— Prompt —
Which lines of the listing below contain the word "come"? Return them.
Data START
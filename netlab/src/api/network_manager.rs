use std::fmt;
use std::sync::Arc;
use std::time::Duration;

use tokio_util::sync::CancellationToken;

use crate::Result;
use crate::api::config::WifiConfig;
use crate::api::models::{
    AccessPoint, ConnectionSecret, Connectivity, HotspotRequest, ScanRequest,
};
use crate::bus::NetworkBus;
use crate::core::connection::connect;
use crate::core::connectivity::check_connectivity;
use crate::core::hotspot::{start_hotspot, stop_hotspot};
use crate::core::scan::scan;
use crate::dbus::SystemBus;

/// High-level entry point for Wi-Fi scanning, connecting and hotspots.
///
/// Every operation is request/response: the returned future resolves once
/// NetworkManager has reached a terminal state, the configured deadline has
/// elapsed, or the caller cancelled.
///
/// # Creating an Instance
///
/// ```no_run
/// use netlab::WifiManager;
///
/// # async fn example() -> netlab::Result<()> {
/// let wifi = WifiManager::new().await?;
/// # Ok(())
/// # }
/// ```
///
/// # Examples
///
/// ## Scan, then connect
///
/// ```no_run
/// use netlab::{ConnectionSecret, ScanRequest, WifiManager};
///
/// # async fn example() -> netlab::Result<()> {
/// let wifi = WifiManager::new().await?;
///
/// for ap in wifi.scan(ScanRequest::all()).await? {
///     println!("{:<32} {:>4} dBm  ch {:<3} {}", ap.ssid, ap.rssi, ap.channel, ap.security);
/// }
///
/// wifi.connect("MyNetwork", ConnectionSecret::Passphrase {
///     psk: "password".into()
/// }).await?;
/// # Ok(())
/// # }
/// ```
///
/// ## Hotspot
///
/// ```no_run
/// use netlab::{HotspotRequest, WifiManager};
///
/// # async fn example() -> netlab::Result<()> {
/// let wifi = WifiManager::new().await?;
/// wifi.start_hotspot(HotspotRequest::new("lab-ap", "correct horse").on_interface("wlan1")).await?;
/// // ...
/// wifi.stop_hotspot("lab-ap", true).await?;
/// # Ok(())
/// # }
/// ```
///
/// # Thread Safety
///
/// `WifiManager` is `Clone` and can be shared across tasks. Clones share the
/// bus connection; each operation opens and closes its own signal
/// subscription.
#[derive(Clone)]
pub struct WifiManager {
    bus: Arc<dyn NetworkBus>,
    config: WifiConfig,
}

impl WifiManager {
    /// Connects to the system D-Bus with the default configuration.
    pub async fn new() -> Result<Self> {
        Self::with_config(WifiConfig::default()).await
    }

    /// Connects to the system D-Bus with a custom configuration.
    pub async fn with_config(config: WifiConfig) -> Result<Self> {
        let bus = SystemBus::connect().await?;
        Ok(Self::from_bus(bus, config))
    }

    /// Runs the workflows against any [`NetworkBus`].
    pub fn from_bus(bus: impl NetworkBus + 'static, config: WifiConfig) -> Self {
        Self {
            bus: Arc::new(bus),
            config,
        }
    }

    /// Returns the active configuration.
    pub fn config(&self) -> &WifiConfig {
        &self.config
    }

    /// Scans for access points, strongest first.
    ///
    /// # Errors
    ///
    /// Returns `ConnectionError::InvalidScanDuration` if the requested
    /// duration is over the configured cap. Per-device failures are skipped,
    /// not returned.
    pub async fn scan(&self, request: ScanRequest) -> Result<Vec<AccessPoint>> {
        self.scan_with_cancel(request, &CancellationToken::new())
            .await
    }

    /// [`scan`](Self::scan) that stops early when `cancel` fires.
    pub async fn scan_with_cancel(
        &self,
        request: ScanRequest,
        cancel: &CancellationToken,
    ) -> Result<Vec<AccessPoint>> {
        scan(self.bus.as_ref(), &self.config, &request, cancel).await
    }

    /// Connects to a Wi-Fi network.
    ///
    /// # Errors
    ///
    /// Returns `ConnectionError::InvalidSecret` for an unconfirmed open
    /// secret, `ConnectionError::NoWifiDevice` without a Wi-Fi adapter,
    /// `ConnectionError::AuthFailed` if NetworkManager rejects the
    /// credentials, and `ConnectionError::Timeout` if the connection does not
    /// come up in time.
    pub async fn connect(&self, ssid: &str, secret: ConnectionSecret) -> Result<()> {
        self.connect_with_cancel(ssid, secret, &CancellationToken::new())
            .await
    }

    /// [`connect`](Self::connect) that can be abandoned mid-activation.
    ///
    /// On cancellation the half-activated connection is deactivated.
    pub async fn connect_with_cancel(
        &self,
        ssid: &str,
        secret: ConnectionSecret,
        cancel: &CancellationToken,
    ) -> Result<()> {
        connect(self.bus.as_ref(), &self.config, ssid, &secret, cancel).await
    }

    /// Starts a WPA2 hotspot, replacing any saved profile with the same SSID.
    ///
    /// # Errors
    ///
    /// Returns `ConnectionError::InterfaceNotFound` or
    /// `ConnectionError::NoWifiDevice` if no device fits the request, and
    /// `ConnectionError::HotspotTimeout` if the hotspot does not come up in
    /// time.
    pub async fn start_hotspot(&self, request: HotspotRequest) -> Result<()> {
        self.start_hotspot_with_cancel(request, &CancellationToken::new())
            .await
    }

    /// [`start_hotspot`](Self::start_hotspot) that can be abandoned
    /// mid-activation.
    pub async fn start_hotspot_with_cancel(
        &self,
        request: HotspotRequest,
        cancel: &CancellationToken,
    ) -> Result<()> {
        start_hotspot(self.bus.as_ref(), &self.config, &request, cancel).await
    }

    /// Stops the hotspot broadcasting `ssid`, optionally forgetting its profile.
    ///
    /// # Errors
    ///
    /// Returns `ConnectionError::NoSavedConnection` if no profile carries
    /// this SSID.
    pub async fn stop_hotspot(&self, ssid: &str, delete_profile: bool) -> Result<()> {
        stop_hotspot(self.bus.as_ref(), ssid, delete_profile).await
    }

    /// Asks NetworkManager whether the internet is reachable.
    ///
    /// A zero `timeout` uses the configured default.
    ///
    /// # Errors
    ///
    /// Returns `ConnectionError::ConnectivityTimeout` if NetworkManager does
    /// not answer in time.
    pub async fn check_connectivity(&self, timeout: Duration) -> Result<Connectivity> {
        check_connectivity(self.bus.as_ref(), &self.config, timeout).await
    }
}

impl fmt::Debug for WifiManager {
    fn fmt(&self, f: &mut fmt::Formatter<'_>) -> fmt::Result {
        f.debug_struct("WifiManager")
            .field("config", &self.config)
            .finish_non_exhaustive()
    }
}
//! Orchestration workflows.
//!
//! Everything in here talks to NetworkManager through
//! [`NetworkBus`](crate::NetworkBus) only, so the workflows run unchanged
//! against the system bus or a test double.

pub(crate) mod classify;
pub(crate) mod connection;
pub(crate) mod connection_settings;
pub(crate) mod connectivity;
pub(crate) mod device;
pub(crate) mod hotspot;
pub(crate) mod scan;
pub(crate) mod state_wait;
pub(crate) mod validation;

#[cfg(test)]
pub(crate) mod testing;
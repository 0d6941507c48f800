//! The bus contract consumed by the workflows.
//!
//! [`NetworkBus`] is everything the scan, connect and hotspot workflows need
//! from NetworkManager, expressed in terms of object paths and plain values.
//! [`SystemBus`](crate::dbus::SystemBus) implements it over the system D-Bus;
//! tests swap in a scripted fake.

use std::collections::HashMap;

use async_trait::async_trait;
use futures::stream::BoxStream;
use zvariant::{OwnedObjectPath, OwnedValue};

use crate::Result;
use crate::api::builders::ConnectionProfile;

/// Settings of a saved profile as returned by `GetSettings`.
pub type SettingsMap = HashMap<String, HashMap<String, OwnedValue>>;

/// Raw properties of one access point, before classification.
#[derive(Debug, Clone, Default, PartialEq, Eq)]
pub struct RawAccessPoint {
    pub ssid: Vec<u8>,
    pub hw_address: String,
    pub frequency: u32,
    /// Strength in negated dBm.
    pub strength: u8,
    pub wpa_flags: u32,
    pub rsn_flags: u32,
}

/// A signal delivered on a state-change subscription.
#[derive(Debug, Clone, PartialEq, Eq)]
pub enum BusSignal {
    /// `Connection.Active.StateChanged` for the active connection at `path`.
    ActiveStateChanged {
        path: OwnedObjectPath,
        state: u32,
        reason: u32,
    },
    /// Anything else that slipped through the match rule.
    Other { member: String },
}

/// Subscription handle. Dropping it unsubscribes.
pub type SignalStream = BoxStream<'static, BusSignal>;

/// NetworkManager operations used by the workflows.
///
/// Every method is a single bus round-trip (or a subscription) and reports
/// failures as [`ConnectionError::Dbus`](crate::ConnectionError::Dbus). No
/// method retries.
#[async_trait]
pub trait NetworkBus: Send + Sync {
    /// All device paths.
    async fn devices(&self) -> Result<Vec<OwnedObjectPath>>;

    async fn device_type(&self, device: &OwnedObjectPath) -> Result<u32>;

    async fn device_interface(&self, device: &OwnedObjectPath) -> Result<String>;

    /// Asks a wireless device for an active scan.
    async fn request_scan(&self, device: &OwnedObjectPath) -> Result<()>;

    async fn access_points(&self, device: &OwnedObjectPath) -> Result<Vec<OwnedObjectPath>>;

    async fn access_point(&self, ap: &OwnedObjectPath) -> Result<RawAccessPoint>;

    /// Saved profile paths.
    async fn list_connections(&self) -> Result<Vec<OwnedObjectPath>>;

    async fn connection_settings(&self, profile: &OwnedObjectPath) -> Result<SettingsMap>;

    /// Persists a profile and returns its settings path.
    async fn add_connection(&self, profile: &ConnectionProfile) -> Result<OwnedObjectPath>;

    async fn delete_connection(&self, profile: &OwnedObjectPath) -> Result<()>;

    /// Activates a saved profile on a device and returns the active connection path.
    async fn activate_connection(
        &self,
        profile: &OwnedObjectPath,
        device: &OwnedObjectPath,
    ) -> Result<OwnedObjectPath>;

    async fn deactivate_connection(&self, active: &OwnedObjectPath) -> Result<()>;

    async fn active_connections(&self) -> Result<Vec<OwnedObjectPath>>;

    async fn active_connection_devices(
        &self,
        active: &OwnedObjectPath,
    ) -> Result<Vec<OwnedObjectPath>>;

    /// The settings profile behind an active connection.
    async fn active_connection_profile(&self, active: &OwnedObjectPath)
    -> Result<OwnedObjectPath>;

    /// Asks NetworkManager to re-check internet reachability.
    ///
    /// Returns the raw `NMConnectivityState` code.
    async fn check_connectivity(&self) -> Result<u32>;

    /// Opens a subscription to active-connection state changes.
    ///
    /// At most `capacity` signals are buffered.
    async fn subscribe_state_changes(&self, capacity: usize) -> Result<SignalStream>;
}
Data END
— Output of the exercise —
    /// come up in time.
    /// `ConnectionError::HotspotTimeout` if the hotspot does not come up in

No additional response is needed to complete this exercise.